Judge Wary of Lawsuit Over Smoking in Movies

     SAN FRANCISCO (CN) - A federal judge on Friday seemed skeptical of arguments that the motion picture industry misrepresents the content of films by not giving R ratings to all movies featuring tobacco smoking.
     Bay area activist Timothy Forsyth sued the Motion Picture Association of America, National Association of Theatre Owners and six major film studios in Federal Court in February, seeking an injunction to require R ratings for films that include tobacco imagery.
     Forsythe says scientific evidence supports the claim that failing to shield young audiences from smoking in films will cause more children to pick up the habit and lead to at least a million deaths from tobacco-related health issues in the future.

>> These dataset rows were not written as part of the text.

//! Topic namespace and payloads exchanged between frames and the coordinator.
//!
//! | Topic                        | Direction            | Payload            |
//! |------------------------------|----------------------|--------------------|
//! | `portrait/device/{device}`   | device → coordinator | `LOGIN`            |
//! | `portrait/login/{device}`    | coordinator → device | `{groupid,api_url}`|
//! | `portrait/skip/{group}`      | device → coordinator | `SKIP`             |
//! | `portrait/group/{group}`     | coordinator → device | `RENEW`            |

use std::fmt;

use serde::{Deserialize, Serialize};

use crate::{
    domain::{DeviceId, GroupId},
    error::ProtocolError,
};

pub const TOPIC_ROOT: &str = "portrait";
pub const LOGIN_PAYLOAD: &[u8] = b"LOGIN";
pub const SKIP_PAYLOAD: &[u8] = b"SKIP";
pub const RENEW_PAYLOAD: &[u8] = b"RENEW";

/// Filter covering every group's skip topic.
pub const SKIP_FILTER: &str = "portrait/skip/+";

#[derive(Debug, Clone, PartialEq, Eq, Hash)]
pub enum Topic {
    DeviceBeacon(DeviceId),
    LoginResult(DeviceId),
    Skip(GroupId),
    GroupRenew(GroupId),
}

impl Topic {
    pub fn parse(raw: &str) -> Result<Self, ProtocolError> {
        let mut levels = raw.split('/');
        let (Some(TOPIC_ROOT), Some(kind), Some(id), None) =
            (levels.next(), levels.next(), levels.next(), levels.next())
        else {
            return Err(ProtocolError::UnknownTopic(raw.to_string()));
        };

        let group_id = || {
            id.parse::<i64>()
                .map(GroupId)
                .map_err(|_| ProtocolError::InvalidGroupId {
                    topic: raw.to_string(),
                })
        };

        match kind {
            "device" => Ok(Self::DeviceBeacon(DeviceId::parse(id)?)),
            "login" => Ok(Self::LoginResult(DeviceId::parse(id)?)),
            "skip" => Ok(Self::Skip(group_id()?)),
            "group" => Ok(Self::GroupRenew(group_id()?)),
            _ => Err(ProtocolError::UnknownTopic(raw.to_string())),
        }
    }
}

impl fmt::Display for Topic {
    fn fmt(&self, f: &mut fmt::Formatter<'_>) -> fmt::Result {
        match self {
            Self::DeviceBeacon(device_id) => write!(f, "{TOPIC_ROOT}/device/{device_id}"),
            Self::LoginResult(device_id) => write!(f, "{TOPIC_ROOT}/login/{device_id}"),
            Self::Skip(group_id) => write!(f, "{TOPIC_ROOT}/skip/{group_id}"),
            Self::GroupRenew(group_id) => write!(f, "{TOPIC_ROOT}/group/{group_id}"),
        }
    }
}

/// Device-originated request as seen by the coordinator.
#[derive(Debug, Clone, PartialEq, Eq)]
pub enum InboundRequest {
    Login(DeviceId),
    Skip(GroupId),
}

impl InboundRequest {
    pub fn parse(topic: &str, payload: &[u8]) -> Result<Self, ProtocolError> {
        let unexpected = || ProtocolError::UnexpectedPayload {
            topic: topic.to_string(),
            payload: String::from_utf8_lossy(payload).into_owned(),
        };

        match Topic::parse(topic)? {
            Topic::DeviceBeacon(device_id) if payload == LOGIN_PAYLOAD => {
                Ok(Self::Login(device_id))
            }
            Topic::Skip(group_id) if payload == SKIP_PAYLOAD => Ok(Self::Skip(group_id)),
            Topic::DeviceBeacon(_) | Topic::Skip(_) => Err(unexpected()),
            Topic::LoginResult(_) | Topic::GroupRenew(_) => {
                Err(ProtocolError::WrongDirection(topic.to_string()))
            }
        }
    }
}

#[derive(Debug, Clone, PartialEq, Eq, Serialize, Deserialize)]
pub struct LoginResult {
    pub groupid: GroupId,
    pub api_url: String,
}

impl LoginResult {
    pub fn to_payload(&self) -> Vec<u8> {
        // Two plain fields; serialization cannot fail.
        serde_json::to_vec(self).unwrap_or_default()
    }

    pub fn from_payload(payload: &[u8]) -> Result<Self, ProtocolError> {
        serde_json::from_slice(payload)
            .map_err(|error| ProtocolError::MalformedLoginResult(error.to_string()))
    }
}

#[cfg(test)]
#[path = "tests/protocol_tests.rs"]
mod tests;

     His lawsuit cites health experts and advocates, including the World Health Organization and American Medical Association, which have recommended that smoking in films targeted at youth be eliminated to "reduce the deadly physical harm these films pose to young audiences."
     At a hearing Thursday, attorneys for the film industry argued that ratings assigned to films are expressions of protected free speech and cannot be challenged in court under California's Anti-SLAPP statute.
     "This is not a case where plaintiff is trying to hold defendants liable for something said; rather something unsaid," film industry attorney Kelly Klaus argued. "They are forcing defendants to express opinions they want us to express."
     Roger Myers, representing theatre owners, cited the 2011 Supreme Court ruling in Brown v. Entertainment Merchants Association, which struck down a California law restricting minors' access to video games with violent content.
     Myers said the high court recognized that video games are entitled to the same First Amendment protections as movies, and that the state's restriction on free speech was not justified by a compelling government interest because "the science wasn't certain enough."
     But unlike the uncorroborated link between violence and video games, Forsythe's attorney David Schachman argued evidence on the effect of exposing children to images of smoking and the resulting danger to their health is "overwhelming."
     Forsythe's lawsuit notes that half of the top-grossing films released from 2012 to 2015 featured tobacco imagery, and he cites multiple studies on how researchers measure "tobacco impressions" on film audiences and the harm caused by those impressions.
     Nevertheless, U.S. District Judge Richard Seeborg appeared unconvinced that giving a PG or PG-13 rating to films with smoking rose to the level of an intentional misrepresentation by the movie industry.
     "I'm still unclear what the misrepresentation is," Seeborg said.
     Guidelines for a PG-13 rating state that "some material may be inappropriate for children under 13."
     Seeborg said that did not seem like a misleading statement regarding the content of films that contain tobacco imagery.
     "You're saying it's not a good enough representation, that it should be stronger," Seeborg asked, attempting to ascertain Schachman's position.
     "Saying it may be inappropriate when it's killing kids by the hundreds of thousands is false and misleading," Schachman replied. "It is inappropriate."
     Schachman insisted that the evidence of harm caused by exposing children to tobacco imagery is the key factor in this case. But Seeborg disagreed.
     "I think it's more about what is being represented in this certification mark," Seeborg replied.
     Schachman forcefully argued that the movie industry cannot hide behind free speech protections to escape culpability for being dishonest with parents about the content of films to which it assigns ratings.
     However, Seeborg did not appear particularly persuaded that the PG and PG-13 ratings amounted to an intentional effort to mislead consumers.